● **Work to complete**
Pull each line containing "persistence" out of the data and copy it.

● **Raw data**
────────

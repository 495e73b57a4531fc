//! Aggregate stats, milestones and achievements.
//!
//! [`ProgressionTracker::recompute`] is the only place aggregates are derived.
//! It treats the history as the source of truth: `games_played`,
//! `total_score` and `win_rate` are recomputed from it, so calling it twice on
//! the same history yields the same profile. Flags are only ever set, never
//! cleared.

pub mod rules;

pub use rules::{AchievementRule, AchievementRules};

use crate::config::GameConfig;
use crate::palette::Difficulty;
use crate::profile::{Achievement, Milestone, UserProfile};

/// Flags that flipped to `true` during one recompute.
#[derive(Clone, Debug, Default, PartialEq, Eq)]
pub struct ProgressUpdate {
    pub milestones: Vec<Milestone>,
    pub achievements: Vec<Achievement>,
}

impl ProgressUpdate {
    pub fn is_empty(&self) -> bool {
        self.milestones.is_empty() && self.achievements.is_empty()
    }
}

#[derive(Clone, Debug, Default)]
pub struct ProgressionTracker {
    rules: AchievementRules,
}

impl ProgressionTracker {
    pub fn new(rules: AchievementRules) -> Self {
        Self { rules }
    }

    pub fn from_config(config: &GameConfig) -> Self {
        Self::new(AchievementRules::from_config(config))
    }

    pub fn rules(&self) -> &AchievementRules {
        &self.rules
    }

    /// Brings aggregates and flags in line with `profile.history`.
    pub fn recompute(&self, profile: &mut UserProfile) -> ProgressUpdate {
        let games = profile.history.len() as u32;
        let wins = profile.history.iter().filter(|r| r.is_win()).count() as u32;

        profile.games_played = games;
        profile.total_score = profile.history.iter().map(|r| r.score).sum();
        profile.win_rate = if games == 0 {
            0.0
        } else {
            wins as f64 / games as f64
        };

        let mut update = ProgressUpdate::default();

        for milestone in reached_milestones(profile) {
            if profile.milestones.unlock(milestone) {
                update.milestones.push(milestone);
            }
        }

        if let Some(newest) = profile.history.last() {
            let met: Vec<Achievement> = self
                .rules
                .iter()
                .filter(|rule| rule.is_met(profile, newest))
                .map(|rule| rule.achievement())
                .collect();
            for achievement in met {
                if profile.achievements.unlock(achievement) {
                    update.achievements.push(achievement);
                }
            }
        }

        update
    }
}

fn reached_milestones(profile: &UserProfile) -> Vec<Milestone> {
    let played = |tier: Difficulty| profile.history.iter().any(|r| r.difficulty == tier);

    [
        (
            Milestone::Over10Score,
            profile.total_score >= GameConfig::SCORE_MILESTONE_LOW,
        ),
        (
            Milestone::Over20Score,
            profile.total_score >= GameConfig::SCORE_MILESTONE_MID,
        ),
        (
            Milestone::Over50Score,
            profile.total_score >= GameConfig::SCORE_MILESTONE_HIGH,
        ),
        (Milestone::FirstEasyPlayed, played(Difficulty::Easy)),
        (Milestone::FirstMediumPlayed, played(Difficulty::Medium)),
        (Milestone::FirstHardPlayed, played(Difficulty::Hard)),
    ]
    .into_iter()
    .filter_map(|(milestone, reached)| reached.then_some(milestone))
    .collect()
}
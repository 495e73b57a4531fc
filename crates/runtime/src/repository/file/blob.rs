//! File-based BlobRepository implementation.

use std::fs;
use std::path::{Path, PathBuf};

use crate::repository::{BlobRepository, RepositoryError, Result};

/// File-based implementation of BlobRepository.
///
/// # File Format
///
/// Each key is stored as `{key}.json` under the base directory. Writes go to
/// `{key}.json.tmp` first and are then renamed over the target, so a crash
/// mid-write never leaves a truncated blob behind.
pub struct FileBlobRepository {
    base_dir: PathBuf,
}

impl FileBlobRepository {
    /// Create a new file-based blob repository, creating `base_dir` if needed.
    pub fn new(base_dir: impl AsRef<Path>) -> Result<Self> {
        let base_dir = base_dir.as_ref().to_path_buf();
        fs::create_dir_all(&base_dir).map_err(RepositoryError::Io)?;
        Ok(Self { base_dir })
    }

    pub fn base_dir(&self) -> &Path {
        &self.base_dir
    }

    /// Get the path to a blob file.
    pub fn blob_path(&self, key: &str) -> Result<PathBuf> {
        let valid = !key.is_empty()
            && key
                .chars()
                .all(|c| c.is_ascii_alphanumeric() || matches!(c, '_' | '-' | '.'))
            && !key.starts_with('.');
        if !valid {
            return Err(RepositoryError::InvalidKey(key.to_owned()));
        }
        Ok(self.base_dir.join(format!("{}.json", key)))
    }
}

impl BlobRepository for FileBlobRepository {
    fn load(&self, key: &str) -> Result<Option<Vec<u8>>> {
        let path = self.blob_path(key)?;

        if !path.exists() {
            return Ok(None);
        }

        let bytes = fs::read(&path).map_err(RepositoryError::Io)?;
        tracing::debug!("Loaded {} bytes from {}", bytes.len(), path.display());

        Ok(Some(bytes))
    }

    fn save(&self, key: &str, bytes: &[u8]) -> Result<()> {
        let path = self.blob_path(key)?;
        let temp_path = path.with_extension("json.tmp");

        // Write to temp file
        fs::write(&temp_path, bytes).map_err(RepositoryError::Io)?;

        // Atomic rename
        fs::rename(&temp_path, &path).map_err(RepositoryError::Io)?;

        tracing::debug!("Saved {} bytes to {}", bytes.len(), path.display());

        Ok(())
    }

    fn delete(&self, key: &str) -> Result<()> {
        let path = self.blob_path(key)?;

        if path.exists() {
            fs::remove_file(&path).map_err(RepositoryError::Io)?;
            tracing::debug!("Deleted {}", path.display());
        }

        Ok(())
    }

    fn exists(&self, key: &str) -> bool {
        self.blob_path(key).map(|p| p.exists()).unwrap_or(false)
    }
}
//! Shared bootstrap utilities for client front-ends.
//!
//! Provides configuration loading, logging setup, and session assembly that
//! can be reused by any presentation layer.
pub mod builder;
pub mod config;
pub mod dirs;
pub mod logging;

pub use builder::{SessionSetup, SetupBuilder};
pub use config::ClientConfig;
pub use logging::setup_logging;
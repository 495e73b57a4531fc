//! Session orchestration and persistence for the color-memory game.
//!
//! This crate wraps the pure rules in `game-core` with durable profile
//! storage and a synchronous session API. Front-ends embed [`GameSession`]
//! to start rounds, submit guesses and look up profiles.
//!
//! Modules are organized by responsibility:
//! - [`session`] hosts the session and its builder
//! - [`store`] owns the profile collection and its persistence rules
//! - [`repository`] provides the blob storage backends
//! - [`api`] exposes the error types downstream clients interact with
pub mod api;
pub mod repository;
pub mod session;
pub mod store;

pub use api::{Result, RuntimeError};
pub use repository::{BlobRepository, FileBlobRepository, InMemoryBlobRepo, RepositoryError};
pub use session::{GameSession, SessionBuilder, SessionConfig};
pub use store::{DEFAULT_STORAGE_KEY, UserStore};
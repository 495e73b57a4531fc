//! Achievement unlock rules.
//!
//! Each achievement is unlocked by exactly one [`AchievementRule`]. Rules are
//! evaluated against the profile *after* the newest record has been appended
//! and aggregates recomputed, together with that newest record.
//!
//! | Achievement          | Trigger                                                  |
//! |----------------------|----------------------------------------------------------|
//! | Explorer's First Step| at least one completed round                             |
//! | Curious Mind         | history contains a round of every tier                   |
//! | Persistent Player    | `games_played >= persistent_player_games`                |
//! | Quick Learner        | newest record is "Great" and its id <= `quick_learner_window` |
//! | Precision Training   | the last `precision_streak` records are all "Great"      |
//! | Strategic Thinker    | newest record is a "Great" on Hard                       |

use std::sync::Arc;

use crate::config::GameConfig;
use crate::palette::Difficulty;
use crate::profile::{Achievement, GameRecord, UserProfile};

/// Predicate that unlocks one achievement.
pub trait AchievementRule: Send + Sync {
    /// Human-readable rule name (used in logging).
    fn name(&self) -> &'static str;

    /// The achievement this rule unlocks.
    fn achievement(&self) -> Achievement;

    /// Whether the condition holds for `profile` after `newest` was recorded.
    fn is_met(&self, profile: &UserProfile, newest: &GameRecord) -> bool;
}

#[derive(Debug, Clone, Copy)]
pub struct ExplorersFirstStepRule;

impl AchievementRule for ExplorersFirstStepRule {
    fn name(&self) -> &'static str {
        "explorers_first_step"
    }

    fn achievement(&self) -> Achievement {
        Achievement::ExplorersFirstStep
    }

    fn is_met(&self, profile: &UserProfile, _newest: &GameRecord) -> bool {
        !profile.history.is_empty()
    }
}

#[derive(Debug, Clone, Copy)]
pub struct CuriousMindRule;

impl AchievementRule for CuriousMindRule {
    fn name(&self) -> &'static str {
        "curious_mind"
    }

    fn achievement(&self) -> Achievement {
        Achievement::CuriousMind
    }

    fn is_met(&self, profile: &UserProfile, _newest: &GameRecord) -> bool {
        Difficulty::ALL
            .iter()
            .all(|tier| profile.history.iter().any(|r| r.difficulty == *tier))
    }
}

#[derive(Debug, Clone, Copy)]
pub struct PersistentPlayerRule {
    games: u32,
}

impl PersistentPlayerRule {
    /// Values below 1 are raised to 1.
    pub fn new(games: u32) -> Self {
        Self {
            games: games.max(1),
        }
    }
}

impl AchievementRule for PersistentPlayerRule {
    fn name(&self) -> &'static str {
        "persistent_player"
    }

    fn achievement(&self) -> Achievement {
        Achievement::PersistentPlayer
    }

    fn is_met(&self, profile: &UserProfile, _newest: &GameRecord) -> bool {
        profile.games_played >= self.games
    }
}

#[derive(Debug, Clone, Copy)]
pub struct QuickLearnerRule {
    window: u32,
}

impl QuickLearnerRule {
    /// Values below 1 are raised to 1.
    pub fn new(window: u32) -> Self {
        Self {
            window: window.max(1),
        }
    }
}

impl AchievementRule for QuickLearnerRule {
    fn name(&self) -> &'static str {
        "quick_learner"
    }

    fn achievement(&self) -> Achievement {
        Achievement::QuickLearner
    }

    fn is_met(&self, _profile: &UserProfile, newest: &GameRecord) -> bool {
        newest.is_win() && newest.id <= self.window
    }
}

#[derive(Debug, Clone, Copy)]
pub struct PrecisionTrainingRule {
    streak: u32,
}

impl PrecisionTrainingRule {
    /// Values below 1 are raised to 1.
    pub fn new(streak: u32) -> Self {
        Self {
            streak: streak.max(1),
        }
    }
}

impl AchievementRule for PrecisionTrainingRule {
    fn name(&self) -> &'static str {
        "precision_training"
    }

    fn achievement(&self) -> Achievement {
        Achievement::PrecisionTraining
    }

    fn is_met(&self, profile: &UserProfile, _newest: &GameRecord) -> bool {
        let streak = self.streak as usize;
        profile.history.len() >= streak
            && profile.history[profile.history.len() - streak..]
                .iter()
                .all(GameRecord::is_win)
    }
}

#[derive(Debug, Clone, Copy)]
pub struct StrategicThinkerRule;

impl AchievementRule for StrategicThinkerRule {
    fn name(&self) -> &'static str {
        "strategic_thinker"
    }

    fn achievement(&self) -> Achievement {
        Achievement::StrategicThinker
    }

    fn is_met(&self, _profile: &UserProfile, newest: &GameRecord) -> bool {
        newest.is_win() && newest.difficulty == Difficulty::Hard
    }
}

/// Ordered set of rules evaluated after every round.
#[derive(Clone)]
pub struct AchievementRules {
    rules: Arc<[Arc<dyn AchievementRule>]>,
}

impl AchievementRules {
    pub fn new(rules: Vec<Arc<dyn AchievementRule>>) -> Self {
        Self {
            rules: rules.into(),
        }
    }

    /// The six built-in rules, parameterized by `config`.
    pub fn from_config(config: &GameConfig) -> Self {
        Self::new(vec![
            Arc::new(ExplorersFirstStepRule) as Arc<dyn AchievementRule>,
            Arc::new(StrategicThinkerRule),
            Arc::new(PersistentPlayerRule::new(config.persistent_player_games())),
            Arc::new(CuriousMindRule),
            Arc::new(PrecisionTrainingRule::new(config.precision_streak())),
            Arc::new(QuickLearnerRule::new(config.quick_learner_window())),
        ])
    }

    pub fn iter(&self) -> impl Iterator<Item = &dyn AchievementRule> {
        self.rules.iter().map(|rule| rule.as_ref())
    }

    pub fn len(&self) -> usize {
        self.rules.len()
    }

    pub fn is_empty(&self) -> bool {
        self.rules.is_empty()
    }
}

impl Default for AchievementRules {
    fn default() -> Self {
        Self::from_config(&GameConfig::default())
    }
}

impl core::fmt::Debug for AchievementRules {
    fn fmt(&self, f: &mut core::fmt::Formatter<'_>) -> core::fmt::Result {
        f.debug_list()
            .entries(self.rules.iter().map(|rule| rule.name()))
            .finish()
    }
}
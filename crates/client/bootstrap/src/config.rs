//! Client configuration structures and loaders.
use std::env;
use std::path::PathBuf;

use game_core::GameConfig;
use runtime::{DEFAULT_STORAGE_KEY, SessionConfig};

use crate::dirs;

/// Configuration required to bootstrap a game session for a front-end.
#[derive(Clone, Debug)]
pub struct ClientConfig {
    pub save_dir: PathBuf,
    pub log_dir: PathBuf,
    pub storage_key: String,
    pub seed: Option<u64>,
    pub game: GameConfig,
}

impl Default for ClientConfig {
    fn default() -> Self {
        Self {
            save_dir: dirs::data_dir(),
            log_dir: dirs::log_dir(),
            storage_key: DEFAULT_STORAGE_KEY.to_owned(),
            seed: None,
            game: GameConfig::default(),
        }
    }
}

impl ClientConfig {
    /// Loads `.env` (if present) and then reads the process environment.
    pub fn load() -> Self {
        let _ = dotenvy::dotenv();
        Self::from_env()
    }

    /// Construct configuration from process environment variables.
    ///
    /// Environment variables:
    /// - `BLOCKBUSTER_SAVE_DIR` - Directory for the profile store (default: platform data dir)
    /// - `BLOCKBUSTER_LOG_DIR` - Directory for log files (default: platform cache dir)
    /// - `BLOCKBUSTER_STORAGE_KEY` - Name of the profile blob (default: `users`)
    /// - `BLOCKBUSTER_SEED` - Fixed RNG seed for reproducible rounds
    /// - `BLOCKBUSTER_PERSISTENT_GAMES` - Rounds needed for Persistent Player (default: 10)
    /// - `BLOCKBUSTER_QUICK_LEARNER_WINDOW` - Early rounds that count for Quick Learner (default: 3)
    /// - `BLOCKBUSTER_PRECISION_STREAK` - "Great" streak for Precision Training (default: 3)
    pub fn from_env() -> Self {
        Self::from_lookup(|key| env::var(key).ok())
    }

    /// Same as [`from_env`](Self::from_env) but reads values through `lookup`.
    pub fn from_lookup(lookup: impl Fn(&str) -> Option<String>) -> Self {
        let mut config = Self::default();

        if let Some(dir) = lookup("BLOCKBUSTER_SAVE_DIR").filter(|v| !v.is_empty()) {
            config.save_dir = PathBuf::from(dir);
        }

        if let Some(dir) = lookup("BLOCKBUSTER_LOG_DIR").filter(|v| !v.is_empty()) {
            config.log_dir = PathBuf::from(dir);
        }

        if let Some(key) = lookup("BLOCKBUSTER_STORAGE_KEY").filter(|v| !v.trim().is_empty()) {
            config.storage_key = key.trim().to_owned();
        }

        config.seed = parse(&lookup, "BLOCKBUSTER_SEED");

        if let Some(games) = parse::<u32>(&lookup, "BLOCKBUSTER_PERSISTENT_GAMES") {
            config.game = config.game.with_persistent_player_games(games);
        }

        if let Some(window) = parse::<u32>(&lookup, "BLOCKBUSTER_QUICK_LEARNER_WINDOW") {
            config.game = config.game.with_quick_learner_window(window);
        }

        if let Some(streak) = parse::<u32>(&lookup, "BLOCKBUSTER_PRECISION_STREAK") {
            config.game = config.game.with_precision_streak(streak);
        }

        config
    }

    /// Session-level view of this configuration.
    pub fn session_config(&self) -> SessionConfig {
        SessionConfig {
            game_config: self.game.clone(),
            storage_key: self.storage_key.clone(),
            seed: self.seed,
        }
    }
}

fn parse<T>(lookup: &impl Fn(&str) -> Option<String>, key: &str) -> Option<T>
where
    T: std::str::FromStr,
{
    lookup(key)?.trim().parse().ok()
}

────────

● **Task output**
//! Session orchestration and persistence for the color-memory game.
//! - [`store`] owns the profile collection and its persistence rules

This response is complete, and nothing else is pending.